Collected data
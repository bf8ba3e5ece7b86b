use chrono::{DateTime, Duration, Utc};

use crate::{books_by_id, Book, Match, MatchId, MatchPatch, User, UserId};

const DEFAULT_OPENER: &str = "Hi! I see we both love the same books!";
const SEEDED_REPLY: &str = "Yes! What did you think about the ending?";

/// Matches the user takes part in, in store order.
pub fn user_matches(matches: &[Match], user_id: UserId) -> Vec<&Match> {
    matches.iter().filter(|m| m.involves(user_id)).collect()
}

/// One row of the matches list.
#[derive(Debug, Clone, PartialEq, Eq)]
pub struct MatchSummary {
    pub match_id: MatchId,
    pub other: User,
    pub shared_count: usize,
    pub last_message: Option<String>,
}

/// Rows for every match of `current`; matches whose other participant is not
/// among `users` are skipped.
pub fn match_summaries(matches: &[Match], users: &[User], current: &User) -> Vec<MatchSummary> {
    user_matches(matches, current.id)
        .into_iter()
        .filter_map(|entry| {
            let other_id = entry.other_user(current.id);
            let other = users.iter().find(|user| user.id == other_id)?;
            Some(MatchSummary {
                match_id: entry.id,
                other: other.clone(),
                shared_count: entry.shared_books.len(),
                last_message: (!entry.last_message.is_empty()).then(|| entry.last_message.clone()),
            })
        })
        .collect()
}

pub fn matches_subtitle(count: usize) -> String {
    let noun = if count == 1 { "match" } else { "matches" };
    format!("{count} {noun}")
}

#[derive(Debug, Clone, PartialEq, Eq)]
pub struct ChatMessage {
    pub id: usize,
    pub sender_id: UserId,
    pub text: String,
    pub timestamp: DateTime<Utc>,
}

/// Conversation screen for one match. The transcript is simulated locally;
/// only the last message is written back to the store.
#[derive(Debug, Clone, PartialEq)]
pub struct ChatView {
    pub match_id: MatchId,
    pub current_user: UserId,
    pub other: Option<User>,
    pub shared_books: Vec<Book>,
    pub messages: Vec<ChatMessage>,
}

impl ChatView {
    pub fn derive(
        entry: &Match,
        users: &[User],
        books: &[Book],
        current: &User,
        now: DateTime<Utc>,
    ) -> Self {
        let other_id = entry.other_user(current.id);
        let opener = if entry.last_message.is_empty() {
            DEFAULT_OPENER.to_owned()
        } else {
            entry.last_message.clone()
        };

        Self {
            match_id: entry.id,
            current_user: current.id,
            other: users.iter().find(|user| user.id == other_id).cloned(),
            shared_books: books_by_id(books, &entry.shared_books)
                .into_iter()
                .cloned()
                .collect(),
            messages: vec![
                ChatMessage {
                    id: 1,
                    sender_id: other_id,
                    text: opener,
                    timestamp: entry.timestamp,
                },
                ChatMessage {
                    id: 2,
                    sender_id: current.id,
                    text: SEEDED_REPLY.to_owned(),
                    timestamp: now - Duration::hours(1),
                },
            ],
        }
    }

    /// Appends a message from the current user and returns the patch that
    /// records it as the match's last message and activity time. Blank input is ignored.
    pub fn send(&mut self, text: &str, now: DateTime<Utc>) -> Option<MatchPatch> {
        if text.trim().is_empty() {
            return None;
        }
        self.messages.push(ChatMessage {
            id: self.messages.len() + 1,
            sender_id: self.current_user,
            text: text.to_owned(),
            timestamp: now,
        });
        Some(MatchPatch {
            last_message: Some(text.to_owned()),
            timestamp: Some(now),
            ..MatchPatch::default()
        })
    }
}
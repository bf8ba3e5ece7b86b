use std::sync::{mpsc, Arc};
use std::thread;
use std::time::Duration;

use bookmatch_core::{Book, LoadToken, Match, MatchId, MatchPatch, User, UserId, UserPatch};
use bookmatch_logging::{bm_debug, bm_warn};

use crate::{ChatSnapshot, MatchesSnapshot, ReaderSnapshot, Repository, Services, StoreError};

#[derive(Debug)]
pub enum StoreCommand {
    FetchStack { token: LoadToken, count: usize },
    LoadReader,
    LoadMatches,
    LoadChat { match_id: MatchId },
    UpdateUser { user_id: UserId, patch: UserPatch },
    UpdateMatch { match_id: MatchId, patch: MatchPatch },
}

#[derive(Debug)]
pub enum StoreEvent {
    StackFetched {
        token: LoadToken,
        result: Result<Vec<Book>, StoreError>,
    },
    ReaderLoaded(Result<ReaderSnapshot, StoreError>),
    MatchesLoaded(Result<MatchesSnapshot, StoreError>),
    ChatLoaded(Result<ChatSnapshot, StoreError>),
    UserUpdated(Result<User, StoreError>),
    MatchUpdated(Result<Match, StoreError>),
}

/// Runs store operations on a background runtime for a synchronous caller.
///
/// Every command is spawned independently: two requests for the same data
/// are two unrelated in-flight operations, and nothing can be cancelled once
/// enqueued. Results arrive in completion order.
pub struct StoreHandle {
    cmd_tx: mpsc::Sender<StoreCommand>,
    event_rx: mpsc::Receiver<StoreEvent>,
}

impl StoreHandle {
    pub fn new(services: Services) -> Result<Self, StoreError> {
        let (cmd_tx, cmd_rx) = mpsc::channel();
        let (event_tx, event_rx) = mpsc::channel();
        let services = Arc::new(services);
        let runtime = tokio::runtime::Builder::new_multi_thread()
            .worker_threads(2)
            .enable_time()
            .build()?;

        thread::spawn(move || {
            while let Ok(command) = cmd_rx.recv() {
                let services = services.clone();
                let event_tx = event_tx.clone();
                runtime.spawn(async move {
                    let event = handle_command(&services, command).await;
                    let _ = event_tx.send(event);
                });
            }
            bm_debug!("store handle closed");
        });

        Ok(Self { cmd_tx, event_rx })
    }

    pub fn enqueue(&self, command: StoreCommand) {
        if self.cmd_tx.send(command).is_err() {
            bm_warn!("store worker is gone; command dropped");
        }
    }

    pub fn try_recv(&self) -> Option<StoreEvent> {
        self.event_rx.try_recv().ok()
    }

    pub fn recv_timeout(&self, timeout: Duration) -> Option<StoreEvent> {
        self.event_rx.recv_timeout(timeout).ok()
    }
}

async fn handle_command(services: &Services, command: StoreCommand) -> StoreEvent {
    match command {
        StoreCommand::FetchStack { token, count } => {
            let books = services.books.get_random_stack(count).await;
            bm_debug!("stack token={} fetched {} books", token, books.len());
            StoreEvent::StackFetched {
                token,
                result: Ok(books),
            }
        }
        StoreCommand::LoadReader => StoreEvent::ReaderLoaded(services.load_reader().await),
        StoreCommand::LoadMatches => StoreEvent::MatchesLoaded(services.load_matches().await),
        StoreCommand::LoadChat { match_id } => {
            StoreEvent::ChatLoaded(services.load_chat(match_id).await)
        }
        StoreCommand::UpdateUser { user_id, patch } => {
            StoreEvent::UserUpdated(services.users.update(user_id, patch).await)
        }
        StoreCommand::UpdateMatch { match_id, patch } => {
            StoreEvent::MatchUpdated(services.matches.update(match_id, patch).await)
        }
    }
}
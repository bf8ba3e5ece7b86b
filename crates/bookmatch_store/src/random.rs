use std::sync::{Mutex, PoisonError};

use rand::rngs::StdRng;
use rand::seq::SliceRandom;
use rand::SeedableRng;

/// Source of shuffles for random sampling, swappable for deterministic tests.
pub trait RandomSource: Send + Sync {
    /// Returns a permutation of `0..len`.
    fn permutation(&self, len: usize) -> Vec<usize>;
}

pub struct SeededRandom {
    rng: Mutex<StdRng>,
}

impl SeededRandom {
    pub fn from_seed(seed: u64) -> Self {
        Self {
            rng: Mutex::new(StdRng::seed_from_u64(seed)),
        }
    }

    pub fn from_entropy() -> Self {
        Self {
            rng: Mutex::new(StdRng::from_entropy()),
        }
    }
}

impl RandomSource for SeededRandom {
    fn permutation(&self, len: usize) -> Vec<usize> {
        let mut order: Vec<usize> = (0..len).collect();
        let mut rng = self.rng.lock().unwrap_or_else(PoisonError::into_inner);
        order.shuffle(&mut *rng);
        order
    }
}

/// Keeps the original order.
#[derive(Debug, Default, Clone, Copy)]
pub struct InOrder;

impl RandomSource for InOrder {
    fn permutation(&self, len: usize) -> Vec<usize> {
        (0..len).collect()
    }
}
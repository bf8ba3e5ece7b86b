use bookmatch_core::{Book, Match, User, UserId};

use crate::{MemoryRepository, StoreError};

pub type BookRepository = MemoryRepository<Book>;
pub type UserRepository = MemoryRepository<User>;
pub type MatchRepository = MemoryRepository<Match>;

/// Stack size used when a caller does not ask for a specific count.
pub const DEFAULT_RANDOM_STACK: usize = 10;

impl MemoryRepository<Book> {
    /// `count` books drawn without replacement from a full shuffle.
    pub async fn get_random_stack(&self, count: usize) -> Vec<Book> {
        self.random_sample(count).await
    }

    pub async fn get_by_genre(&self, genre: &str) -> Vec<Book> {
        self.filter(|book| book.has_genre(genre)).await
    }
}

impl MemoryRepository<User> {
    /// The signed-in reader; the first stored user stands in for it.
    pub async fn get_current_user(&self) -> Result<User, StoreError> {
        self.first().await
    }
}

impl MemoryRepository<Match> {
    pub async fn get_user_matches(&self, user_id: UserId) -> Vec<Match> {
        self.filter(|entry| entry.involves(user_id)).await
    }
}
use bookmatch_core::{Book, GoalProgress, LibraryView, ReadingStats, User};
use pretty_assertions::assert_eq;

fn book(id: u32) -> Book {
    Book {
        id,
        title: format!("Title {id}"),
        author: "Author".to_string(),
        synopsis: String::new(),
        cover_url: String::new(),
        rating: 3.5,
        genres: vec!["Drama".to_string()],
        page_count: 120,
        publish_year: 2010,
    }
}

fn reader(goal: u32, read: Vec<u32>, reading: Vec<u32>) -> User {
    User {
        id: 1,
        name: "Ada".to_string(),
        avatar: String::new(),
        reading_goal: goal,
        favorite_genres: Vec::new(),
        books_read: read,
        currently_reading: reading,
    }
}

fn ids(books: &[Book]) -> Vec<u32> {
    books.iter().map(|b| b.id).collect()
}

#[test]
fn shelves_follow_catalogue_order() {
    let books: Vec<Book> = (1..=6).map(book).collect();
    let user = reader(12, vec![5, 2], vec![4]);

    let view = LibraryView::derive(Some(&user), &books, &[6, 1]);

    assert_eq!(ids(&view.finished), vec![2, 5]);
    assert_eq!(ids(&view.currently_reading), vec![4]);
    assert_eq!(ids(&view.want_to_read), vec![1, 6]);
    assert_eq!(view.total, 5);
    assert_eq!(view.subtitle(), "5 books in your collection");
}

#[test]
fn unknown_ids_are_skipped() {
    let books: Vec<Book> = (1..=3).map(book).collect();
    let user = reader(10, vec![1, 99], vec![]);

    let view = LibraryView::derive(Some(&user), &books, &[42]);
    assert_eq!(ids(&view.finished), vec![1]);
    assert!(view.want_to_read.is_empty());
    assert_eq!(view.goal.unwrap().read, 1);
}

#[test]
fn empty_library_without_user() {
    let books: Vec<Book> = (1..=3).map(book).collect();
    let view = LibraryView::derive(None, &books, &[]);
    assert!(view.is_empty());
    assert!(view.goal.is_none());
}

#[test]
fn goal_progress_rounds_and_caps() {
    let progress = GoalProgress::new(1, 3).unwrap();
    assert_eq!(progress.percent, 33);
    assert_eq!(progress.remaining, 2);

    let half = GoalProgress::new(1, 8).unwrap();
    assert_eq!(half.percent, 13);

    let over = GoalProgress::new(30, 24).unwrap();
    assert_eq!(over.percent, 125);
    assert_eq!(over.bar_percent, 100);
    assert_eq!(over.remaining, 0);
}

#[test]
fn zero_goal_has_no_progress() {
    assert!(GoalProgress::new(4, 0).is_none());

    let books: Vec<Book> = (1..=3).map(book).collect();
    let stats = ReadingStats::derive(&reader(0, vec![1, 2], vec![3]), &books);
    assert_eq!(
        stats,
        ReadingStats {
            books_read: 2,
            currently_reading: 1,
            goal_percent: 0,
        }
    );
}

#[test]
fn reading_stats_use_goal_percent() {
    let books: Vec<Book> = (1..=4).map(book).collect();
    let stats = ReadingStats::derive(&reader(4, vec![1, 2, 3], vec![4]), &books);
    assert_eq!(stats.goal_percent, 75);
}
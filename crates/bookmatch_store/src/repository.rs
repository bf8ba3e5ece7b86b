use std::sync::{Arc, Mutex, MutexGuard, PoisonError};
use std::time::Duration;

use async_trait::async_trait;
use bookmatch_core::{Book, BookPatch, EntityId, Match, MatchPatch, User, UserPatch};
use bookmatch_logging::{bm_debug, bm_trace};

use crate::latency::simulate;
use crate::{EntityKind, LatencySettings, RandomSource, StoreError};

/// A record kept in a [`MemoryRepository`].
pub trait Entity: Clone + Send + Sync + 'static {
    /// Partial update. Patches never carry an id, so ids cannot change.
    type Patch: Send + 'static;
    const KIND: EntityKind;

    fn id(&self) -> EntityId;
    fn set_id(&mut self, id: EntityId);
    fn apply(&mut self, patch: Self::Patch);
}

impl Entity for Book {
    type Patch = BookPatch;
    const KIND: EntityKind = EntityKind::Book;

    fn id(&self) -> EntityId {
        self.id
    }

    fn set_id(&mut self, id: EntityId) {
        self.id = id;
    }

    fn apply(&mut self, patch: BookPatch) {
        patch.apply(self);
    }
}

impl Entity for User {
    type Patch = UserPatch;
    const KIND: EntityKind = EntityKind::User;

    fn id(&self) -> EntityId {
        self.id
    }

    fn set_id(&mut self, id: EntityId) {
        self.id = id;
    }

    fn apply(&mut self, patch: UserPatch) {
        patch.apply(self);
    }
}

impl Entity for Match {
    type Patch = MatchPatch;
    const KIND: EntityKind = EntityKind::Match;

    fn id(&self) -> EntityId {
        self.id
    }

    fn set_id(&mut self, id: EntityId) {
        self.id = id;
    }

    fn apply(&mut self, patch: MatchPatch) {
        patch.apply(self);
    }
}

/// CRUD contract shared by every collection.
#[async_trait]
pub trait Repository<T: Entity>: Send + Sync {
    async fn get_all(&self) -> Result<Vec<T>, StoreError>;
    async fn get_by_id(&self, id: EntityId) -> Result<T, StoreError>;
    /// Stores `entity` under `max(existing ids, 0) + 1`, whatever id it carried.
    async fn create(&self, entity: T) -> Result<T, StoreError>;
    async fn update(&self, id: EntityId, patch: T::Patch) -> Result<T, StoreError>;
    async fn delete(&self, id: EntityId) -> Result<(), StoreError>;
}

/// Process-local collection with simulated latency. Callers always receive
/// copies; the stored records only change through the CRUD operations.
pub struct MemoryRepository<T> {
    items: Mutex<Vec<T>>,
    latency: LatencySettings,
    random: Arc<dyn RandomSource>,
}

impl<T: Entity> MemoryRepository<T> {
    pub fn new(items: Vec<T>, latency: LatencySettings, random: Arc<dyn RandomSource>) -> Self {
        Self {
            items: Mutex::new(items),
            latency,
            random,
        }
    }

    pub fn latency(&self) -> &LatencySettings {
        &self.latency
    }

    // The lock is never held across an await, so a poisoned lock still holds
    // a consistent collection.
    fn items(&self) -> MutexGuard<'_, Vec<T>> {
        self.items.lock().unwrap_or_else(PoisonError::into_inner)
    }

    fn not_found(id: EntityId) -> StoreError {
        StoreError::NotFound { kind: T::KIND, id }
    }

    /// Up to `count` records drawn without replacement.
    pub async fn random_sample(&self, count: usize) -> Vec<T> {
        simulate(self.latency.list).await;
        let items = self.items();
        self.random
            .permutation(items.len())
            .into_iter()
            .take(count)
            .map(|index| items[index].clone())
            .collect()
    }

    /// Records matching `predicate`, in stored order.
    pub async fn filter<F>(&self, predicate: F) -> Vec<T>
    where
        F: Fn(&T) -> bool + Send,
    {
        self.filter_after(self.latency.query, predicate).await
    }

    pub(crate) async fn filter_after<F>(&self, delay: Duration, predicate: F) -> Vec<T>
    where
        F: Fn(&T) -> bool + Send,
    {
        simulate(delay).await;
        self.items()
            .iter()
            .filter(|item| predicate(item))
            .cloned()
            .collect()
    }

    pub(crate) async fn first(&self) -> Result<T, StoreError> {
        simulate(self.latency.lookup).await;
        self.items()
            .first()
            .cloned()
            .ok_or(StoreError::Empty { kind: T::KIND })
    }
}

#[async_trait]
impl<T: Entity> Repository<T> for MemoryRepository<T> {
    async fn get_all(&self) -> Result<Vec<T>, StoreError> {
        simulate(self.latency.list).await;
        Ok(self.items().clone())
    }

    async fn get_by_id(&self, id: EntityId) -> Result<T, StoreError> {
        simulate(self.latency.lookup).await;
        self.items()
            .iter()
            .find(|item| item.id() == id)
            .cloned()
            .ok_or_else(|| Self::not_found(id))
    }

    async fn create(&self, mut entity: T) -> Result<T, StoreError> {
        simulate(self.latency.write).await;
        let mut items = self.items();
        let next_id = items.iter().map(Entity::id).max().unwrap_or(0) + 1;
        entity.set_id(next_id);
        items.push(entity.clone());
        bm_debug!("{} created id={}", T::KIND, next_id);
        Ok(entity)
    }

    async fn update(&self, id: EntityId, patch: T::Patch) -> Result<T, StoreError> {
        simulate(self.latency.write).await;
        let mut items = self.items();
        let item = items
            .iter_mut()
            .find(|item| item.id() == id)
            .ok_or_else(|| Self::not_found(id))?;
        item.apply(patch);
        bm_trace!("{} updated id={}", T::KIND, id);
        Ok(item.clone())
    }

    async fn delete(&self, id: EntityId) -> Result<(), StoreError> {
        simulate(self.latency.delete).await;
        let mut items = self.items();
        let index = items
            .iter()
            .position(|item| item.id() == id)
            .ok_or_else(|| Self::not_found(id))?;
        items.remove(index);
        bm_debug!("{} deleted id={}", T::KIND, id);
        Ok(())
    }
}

Problem description: For each line above that carries the word "ReadingStats", copy it out.

Exercise response:
use bookmatch_core::{Book, GoalProgress, LibraryView, ReadingStats, User};
    let stats = ReadingStats::derive(&reader(0, vec![1, 2], vec![3]), &books);
        ReadingStats {
    let stats = ReadingStats::derive(&reader(4, vec![1, 2, 3], vec![4]), &books);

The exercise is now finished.